Create a new file in your project directory named screenshot.jsand open it in your favorite code editor.

First, let’s import the Puppeteer library in your script:

const puppeteer = require('puppeteer');

Next up, let’s take the URL from command-line arguments:

const url = process.argv[2];
if (!url) {
    throw "Please provide a URL as the first argument";
}

Now, we need to keep in mind that Puppeteer is a promise-based library: It performs asynchronous calls to the headless Chrome instance under the hood. Let’s keep the code clean by using async/await. For that, we need to define an async function first and put all the Puppeteer code in there:

async function run () {
    const browser = await puppeteer.launch();
    const page = await browser.newPage();
    await page.goto(url);
    await page.screenshot({path: 'screenshot.png'});
    browser.close();
}
run();

Altogether, the final code looks like this:

const puppeteer = require('puppeteer');
const url = process.argv[2];
if (!url) {
    throw "Please provide URL as a first argument";
}
async function run () {
    const browser = await puppeteer.launch();
    const page = await browser.newPage();
    await page.goto(url);
    await page.screenshot({path: 'screenshot.png'});
    browser.close();
}
run();

You can run it by executing the following command in the root directory of your project:

node screenshot.js https://github.com

Wait a second, and boom! Our headless browser just created a file named screenshot.png and you can see the GitHub homepage rendered in it. Great, we have a working Chrome web scraper!

Let’s stop for a minute and explore what happens in our run()function above.

First, we launch a new headless browser instance, then we open a new page (tab) and navigate to the URL provided in the command-line argument. Lastly, we use Puppeteer’s built-in method for taking a screenshot, and we only need to provide the path where it should be saved.
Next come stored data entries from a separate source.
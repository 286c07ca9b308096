//! # Edit Session
//!
//! Tracks the transient editing state around one open document: which node
//! is selected or focused, the preview device, and whether preview mode is
//! active.
//!
//! The session is also where the preview-mode contract is enforced: while
//! previewing, every mutating call is rejected before it reaches the
//! document, and after each successful structural change the selection is
//! repaired so it never points at a node that no longer exists.

use crate::{Document, EditorError, Mutation, MutationResult, Resolved, SelectionKey};
use serde::{Deserialize, Serialize};

/// Viewport the canvas renders at
#[derive(Debug, Clone, Copy, Default, PartialEq, Eq, Serialize, Deserialize)]
#[serde(rename_all = "kebab-case")]
pub enum PreviewDevice {
    #[default]
    Desktop,
    Tablet,
    Mobile,
}

/// One user's editing state over one document
#[derive(Debug)]
pub struct EditSession {
    document: Document,
    selected: Option<SelectionKey>,
    focused_element: Option<SelectionKey>,
    preview_device: PreviewDevice,
    preview_mode: bool,
}

impl EditSession {
    pub fn new(document: Document) -> Self {
        Self {
            document,
            selected: None,
            focused_element: None,
            preview_device: PreviewDevice::Desktop,
            preview_mode: false,
        }
    }

    pub fn document(&self) -> &Document {
        &self.document
    }

    /// Select a node. A key that does not resolve in the current document
    /// deselects instead; selecting always drops any element focus.
    pub fn select(&mut self, key: SelectionKey) -> bool {
        self.focused_element = None;
        if key.resolve(self.document.template()).is_some() {
            self.selected = Some(key);
            true
        } else {
            self.selected = None;
            false
        }
    }

    /// Select from a wire key string; malformed keys deselect
    pub fn select_key(&mut self, key: &str) -> bool {
        match SelectionKey::parse(key) {
            Some(parsed) => self.select(parsed),
            None => {
                self.deselect();
                false
            }
        }
    }

    pub fn deselect(&mut self) {
        self.selected = None;
        self.focused_element = None;
    }

    pub fn selected(&self) -> Option<&SelectionKey> {
        self.selected.as_ref()
    }

    pub fn resolve_selected(&self) -> Option<Resolved<'_>> {
        self.selected
            .as_ref()
            .and_then(|key| key.resolve(self.document.template()))
    }

    /// Focus an element for inline editing (rich-text toolbars).
    ///
    /// Only element-level keys that resolve can take focus.
    pub fn focus_element(&mut self, key: SelectionKey) -> bool {
        let is_element = matches!(key, SelectionKey::Element { .. });
        if is_element && key.resolve(self.document.template()).is_some() {
            self.focused_element = Some(key);
            true
        } else {
            false
        }
    }

    pub fn blur(&mut self) {
        self.focused_element = None;
    }

    pub fn focused_element(&self) -> Option<&SelectionKey> {
        self.focused_element.as_ref()
    }

    pub fn preview_device(&self) -> PreviewDevice {
        self.preview_device
    }

    pub fn set_preview_device(&mut self, device: PreviewDevice) {
        self.preview_device = device;
    }

    pub fn preview_mode(&self) -> bool {
        self.preview_mode
    }

    /// Toggle preview. Entering preview closes any inline editor; selection
    /// is kept so leaving preview restores the inspector.
    pub fn set_preview_mode(&mut self, preview: bool) {
        self.preview_mode = preview;
        if preview {
            self.focused_element = None;
        }
    }

    pub fn is_dirty(&self) -> bool {
        self.document.is_dirty()
    }

    /// Record the persistence collaborator's save acknowledgment
    pub fn acknowledge_save(&mut self) {
        self.document.mark_saved();
    }

    /// Probe whether a mutation would be allowed right now
    pub fn can_apply(&self, mutation: &Mutation) -> bool {
        !self.preview_mode && self.document.can_apply(mutation)
    }

    /// Apply a mutation through the document, then repair the selection if
    /// the change removed what it pointed at
    pub fn apply(&mut self, mutation: Mutation) -> Result<MutationResult, EditorError> {
        if self.preview_mode {
            return Err(EditorError::PreviewMode);
        }

        let result = self.document.apply(mutation)?;
        if result.changed {
            self.repair_selection();
        }
        Ok(result)
    }

    /// Drop a dangling selection to its nearest surviving ancestor
    fn repair_selection(&mut self) {
        let template = self.document.template();

        if let Some(key) = self.selected.take() {
            self.selected = nearest_surviving(key, template);
        }
        if let Some(key) = self.focused_element.take() {
            // Focus never climbs: a removed element just blurs
            if key.resolve(template).is_some() {
                self.focused_element = Some(key);
            }
        }
    }
}

fn nearest_surviving(
    key: SelectionKey,
    template: &pagecraft_document::Template,
) -> Option<SelectionKey> {
    let mut current = key;
    loop {
        if current.resolve(template).is_some() {
            // Climbing all the way to the template counts as deselection
            return (current != SelectionKey::Template).then_some(current);
        }
        current = current.parent()?;
    }
}
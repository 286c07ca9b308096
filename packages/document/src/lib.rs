pub mod id_generator;
pub mod model;
pub mod validate;

pub use id_generator::{get_template_seed, IdGenerator};
pub use model::*;
pub use validate::{validate_template, ValidationError};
We also need to make sure to close the headless browser after we are done with our automation.

Now that we’ve covered the basics, let’s move on to something a bit more complex.

A Second Puppeteer Scraping Example

For the next part of our Puppeteer tutorial, let’s say we want to scrape down the newest articles from Hacker News.

Create a new file named ycombinator-scraper.js and paste in the following code snippet:

const puppeteer = require('puppeteer');
function run () {
    return new Promise(async (resolve, reject) => {
        try {
            const browser = await puppeteer.launch();
            const page = await browser.newPage();
            await page.goto("https://news.ycombinator.com/");
            let urls = await page.evaluate(() => {
                let results = [];
                let items = document.querySelectorAll('a.storylink');
                items.forEach((item) => {
                    results.push({
                        url:  item.getAttribute('href'),
                        text: item.innerText,
                    });
                });
                return results;
            })
            browser.close();
            return resolve(urls);
        } catch (e) {
            return reject(e);
        }
    })
}
run().then(console.log).catch(console.error);

Okay, there’s a bit more going on here compared with the previous example.

The first thing you might notice is that the run() function now returns a promise so the async prefix has moved to the promise function’s definition.

We’ve also wrapped all of our code in a try-catch block so that we can handle any errors that cause our promise to be rejected.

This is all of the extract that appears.